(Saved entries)
□ □ □ □
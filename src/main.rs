use anyhow::{Context, Result, bail};
use clap::Parser;
use indicatif::{ProgressBar, ProgressStyle};
use std::io::{self, BufRead, Write};
use std::path::{Path, PathBuf};
use std::time::Instant;

mod api;
mod config;
mod domain;
mod export;
mod geometry;
mod session;

use api::geocode_address;
use config::FileConfig;
use domain::Coordinate;
use export::write_geojson;
use session::{AddOutcome, BoundarySession, MAX_VERTICES, Phase, SaveError};

/// Interactively define a geofenced service boundary for a store
///
/// Examples:
///   # Start a session at explicit coordinates with a 5km service radius
///   storefence --lat 51.5 --lon -0.10 -r 5000 -n "Borough Market"
///
///   # Geocode the store address to seed the center
///   storefence -a "221B Baker Street, London" -o boundary.geojson
///
///   # Use a config file
///   storefence --config my-store.toml
#[derive(Parser, Debug)]
#[command(name = "storefence")]
#[command(version, about, long_about = None)]
struct Args {
    /// Path to config file (optional, auto-searches storefence.toml if not provided)
    #[arg(long)]
    config: Option<PathBuf>,

    /// Latitude of the store location (use with --lon)
    #[arg(long, requires = "lon")]
    lat: Option<f64>,

    /// Longitude of the store location (use with --lat)
    #[arg(long, requires = "lat", allow_hyphen_values = true)]
    lon: Option<f64>,

    /// Store address to geocode (alternative to --lat/--lon)
    #[arg(short = 'a', long)]
    address: Option<String>,

    /// Service radius in meters; boundary points must fall within it
    #[arg(short = 'r', long, default_value = "5000.0")]
    radius: f64,

    /// Store name recorded in the saved boundary
    #[arg(short = 'n', long)]
    name: Option<String>,

    /// Output GeoJSON file path (defaults to {name}.geojson or boundary.geojson)
    #[arg(short = 'o', long)]
    output: Option<PathBuf>,

    /// Enable verbose logging
    #[arg(short = 'v', long)]
    verbose: bool,
}

fn main() -> Result<()> {
    let args = Args::parse();

    let file_config = if let Some(ref config_path) = args.config {
        if config_path.exists() {
            let contents = std::fs::read_to_string(config_path)
                .context(format!("Failed to read config file: {:?}", config_path))?;
            Some(toml::from_str(&contents).context("Failed to parse config file")?)
        } else {
            bail!("Config file not found: {:?}", config_path);
        }
    } else {
        FileConfig::load()
    };

    let lat = args
        .lat
        .or_else(|| file_config.as_ref().and_then(|c| c.lat));
    let lon = args
        .lon
        .or_else(|| file_config.as_ref().and_then(|c| c.lon));
    let address = args
        .address
        .clone()
        .or_else(|| file_config.as_ref().and_then(|c| c.address.clone()));
    let radius = if (args.radius - 5000.0).abs() > f64::EPSILON {
        args.radius
    } else {
        file_config.as_ref().map(|c| c.radius).unwrap_or(5000.0)
    };
    let store_name = args
        .name
        .clone()
        .or_else(|| file_config.as_ref().map(|c| c.store_name.clone()))
        .unwrap_or_else(|| "My Store".to_string());
    let output = args
        .output
        .clone()
        .or_else(|| file_config.as_ref().and_then(|c| c.output.clone()));
    let verbose = args.verbose || file_config.as_ref().map(|c| c.verbose).unwrap_or(false);

    if lat.is_none() && address.is_none() {
        bail!("Must provide either --lat and --lon, or --address/-a");
    }
    if !(radius.is_finite() && radius > 0.0) {
        bail!("Radius must be a positive number of meters, got {}", radius);
    }

    println!("storefence - Service Boundary Builder");
    println!("=====================================");
    println!();

    let output_path = output.unwrap_or_else(|| {
        PathBuf::from(format!(
            "{}.geojson",
            store_name.to_lowercase().replace(' ', "_")
        ))
    });

    if verbose {
        println!("Configuration:");
        println!("  Store: {}", store_name);
        println!("  Radius: {}m", radius);
        println!("  Output: {}", output_path.display());
        println!();
    }

    let center = if let (Some(lt), Some(ln)) = (lat, lon) {
        let c = Coordinate::new(lt, ln)
            .with_context(|| format!("Coordinates out of range: ({}, {})", lt, ln))?;
        println!("Using provided coordinates: ({:.4}, {:.4})", c.lat, c.lon);
        c
    } else {
        let addr = address.as_ref().unwrap();
        let spinner = create_spinner("Geocoding store address...");
        let start = Instant::now();
        let c = geocode_address(addr).context("Failed to geocode store address")?;
        spinner.finish_with_message(format!(
            "Geocoded: {} -> ({:.4}, {:.4}) [{:.1}s]",
            addr,
            c.lat,
            c.lon,
            start.elapsed().as_secs_f32()
        ));
        c
    };

    let mut session = BoundarySession::new(center, radius, store_name);

    println!();
    println!(
        "Place {} boundary points within {:.0}m of the store, then save.",
        MAX_VERTICES, radius
    );
    println!("Type 'help' for commands.");
    println!();

    run_repl(&mut session, &output_path, verbose)
}

/// Read commands from stdin until quit/EOF, driving the session
fn run_repl(session: &mut BoundarySession, output_path: &Path, verbose: bool) -> Result<()> {
    let stdin = io::stdin();
    loop {
        print!("> ");
        io::stdout().flush()?;

        let mut line = String::new();
        if stdin.lock().read_line(&mut line)? == 0 {
            // EOF
            println!();
            break;
        }

        let parts: Vec<&str> = line.split_whitespace().collect();
        let Some((&command, rest)) = parts.split_first() else {
            continue;
        };

        match command {
            "add" => cmd_add(session, rest),
            "undo" => {
                if session.remove_last_vertex() {
                    println!(
                        "Removed last point ({}/{} remain)",
                        session.vertices().len(),
                        MAX_VERTICES
                    );
                } else {
                    println!("Nothing to undo");
                }
            }
            "clear" => {
                session.clear_all();
                println!("Cleared all boundary points");
            }
            "center" => cmd_center(session, rest),
            "radius" => cmd_radius(session, rest),
            "name" => {
                if rest.is_empty() {
                    println!("Usage: name <store name>");
                } else {
                    session.set_store_name(rest.join(" "));
                    println!("Store name set to '{}'", session.store_name());
                }
            }
            "status" => cmd_status(session),
            "save" => cmd_save(session, output_path, verbose)?,
            "help" => print_help(),
            "quit" | "exit" => break,
            _ => println!("Unknown command '{}'; type 'help'", command),
        }
    }

    Ok(())
}

fn cmd_add(session: &mut BoundarySession, rest: &[&str]) {
    let Some(point) = parse_coordinate(rest) else {
        println!("Usage: add <lat> <lon>");
        return;
    };

    match session.attempt_add_vertex(point) {
        AddOutcome::Accepted => println!(
            "Added point {}/{} at ({:.4}, {:.4})",
            session.vertices().len(),
            MAX_VERTICES,
            point.lat,
            point.lon
        ),
        AddOutcome::RejectedTooMany => println!(
            "Boundary already has {} points; 'undo' one to make room",
            MAX_VERTICES
        ),
        AddOutcome::RejectedOutOfRadius => println!(
            "Point is outside the {:.0}m service radius",
            session.radius_m()
        ),
    }
}

fn cmd_center(session: &mut BoundarySession, rest: &[&str]) {
    let Some(center) = parse_coordinate(rest) else {
        println!("Usage: center <lat> <lon>");
        return;
    };
    session.set_center(center);
    println!("Center moved to ({:.4}, {:.4})", center.lat, center.lon);
}

fn cmd_radius(session: &mut BoundarySession, rest: &[&str]) {
    match rest.first().and_then(|s| s.parse::<f64>().ok()) {
        Some(r) => {
            if session.set_radius(r) {
                println!("Service radius set to {:.0}m", r);
            } else {
                println!("Radius must be a positive number of meters");
            }
        }
        None => println!("Usage: radius <meters>"),
    }
}

fn cmd_status(session: &BoundarySession) {
    let center = session.center();
    println!("Store:  {}", session.store_name());
    println!("Center: ({:.4}, {:.4})", center.lat, center.lon);
    println!("Radius: {:.0}m", session.radius_m());
    println!(
        "Points: {}/{} ({})",
        session.vertices().len(),
        MAX_VERTICES,
        match session.phase() {
            Phase::Empty => "empty",
            Phase::Building => "building",
            Phase::Ready => "ready to save",
        }
    );
    for (i, v) in session.vertices().iter().enumerate() {
        println!("  {}. ({:.4}, {:.4})", i + 1, v.lat, v.lon);
    }
}

fn cmd_save(session: &BoundarySession, output_path: &Path, verbose: bool) -> Result<()> {
    match session.validate_and_save() {
        Ok(snapshot) => {
            write_geojson(output_path, &snapshot).context("Failed to write boundary file")?;
            println!(
                "Saved boundary for '{}' to {}",
                snapshot.store_name,
                output_path.display()
            );
            if verbose {
                for (i, v) in snapshot.vertices.iter().enumerate() {
                    println!("  {}. ({:.4}, {:.4})", i + 1, v.lat, v.lon);
                }
            }
        }
        Err(SaveError::IncompleteBoundary { have }) => {
            println!(
                "Boundary needs {} points before saving, has {}",
                MAX_VERTICES, have
            );
        }
        Err(SaveError::CenterNotContained) => {
            println!("The boundary must enclose the store location; adjust the points");
        }
    }
    Ok(())
}

fn parse_coordinate(rest: &[&str]) -> Option<Coordinate> {
    let [lat, lon] = rest else {
        return None;
    };
    Coordinate::new(lat.parse().ok()?, lon.parse().ok()?)
}

fn print_help() {
    println!("Commands:");
    println!("  add <lat> <lon>     Add a boundary point (within the service radius)");
    println!("  undo                Remove the most recent point");
    println!("  clear               Remove all points");
    println!("  center <lat> <lon>  Move the store location");
    println!("  radius <meters>     Change the service radius (gates new points only)");
    println!("  name <text>         Rename the store");
    println!("  status              Show the current session state");
    println!("  save                Validate and write the boundary GeoJSON");
    println!("  quit                Exit");
}

fn create_spinner(message: &str) -> ProgressBar {
    let pb = ProgressBar::new_spinner();
    pb.set_style(
        ProgressStyle::with_template("{spinner:.green} {msg}")
            .unwrap()
            .tick_strings(&["⠋", "⠙", "⠹", "⠸", "⠼", "⠴", "⠦", "⠧", "⠇", "⠏"]),
    );
    pb.set_message(message.to_string());
    pb.enable_steady_tick(std::time::Duration::from_millis(80));
    pb
}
□ □ □ □
> ASSIGNMENT
Starting at the line above that contains "fn cmd_add(session: &mut", write out each line exactly until the line that contains "for (i, v) in session.vertices().iter().enumerate()" has been written, and stop there.

> SOLUTION FOR THIS PROBLEM
fn cmd_add(session: &mut BoundarySession, rest: &[&str]) {
    let Some(point) = parse_coordinate(rest) else {
        println!("Usage: add <lat> <lon>");
        return;
    };

    match session.attempt_add_vertex(point) {
        AddOutcome::Accepted => println!(
            "Added point {}/{} at ({:.4}, {:.4})",
            session.vertices().len(),
            MAX_VERTICES,
            point.lat,
            point.lon
        ),
        AddOutcome::RejectedTooMany => println!(
            "Boundary already has {} points; 'undo' one to make room",
            MAX_VERTICES
        ),
        AddOutcome::RejectedOutOfRadius => println!(
            "Point is outside the {:.0}m service radius",
            session.radius_m()
        ),
    }
}

fn cmd_center(session: &mut BoundarySession, rest: &[&str]) {
    let Some(center) = parse_coordinate(rest) else {
        println!("Usage: center <lat> <lon>");
        return;
    };
    session.set_center(center);
    println!("Center moved to ({:.4}, {:.4})", center.lat, center.lon);
}

fn cmd_radius(session: &mut BoundarySession, rest: &[&str]) {
    match rest.first().and_then(|s| s.parse::<f64>().ok()) {
        Some(r) => {
            if session.set_radius(r) {
                println!("Service radius set to {:.0}m", r);
            } else {
                println!("Radius must be a positive number of meters");
            }
        }
        None => println!("Usage: radius <meters>"),
    }
}

fn cmd_status(session: &BoundarySession) {
    let center = session.center();
    println!("Store:  {}", session.store_name());
    println!("Center: ({:.4}, {:.4})", center.lat, center.lon);
    println!("Radius: {:.0}m", session.radius_m());
    println!(
        "Points: {}/{} ({})",
        session.vertices().len(),
        MAX_VERTICES,
        match session.phase() {
            Phase::Empty => "empty",
            Phase::Building => "building",
            Phase::Ready => "ready to save",
        }
    );
    for (i, v) in session.vertices().iter().enumerate() {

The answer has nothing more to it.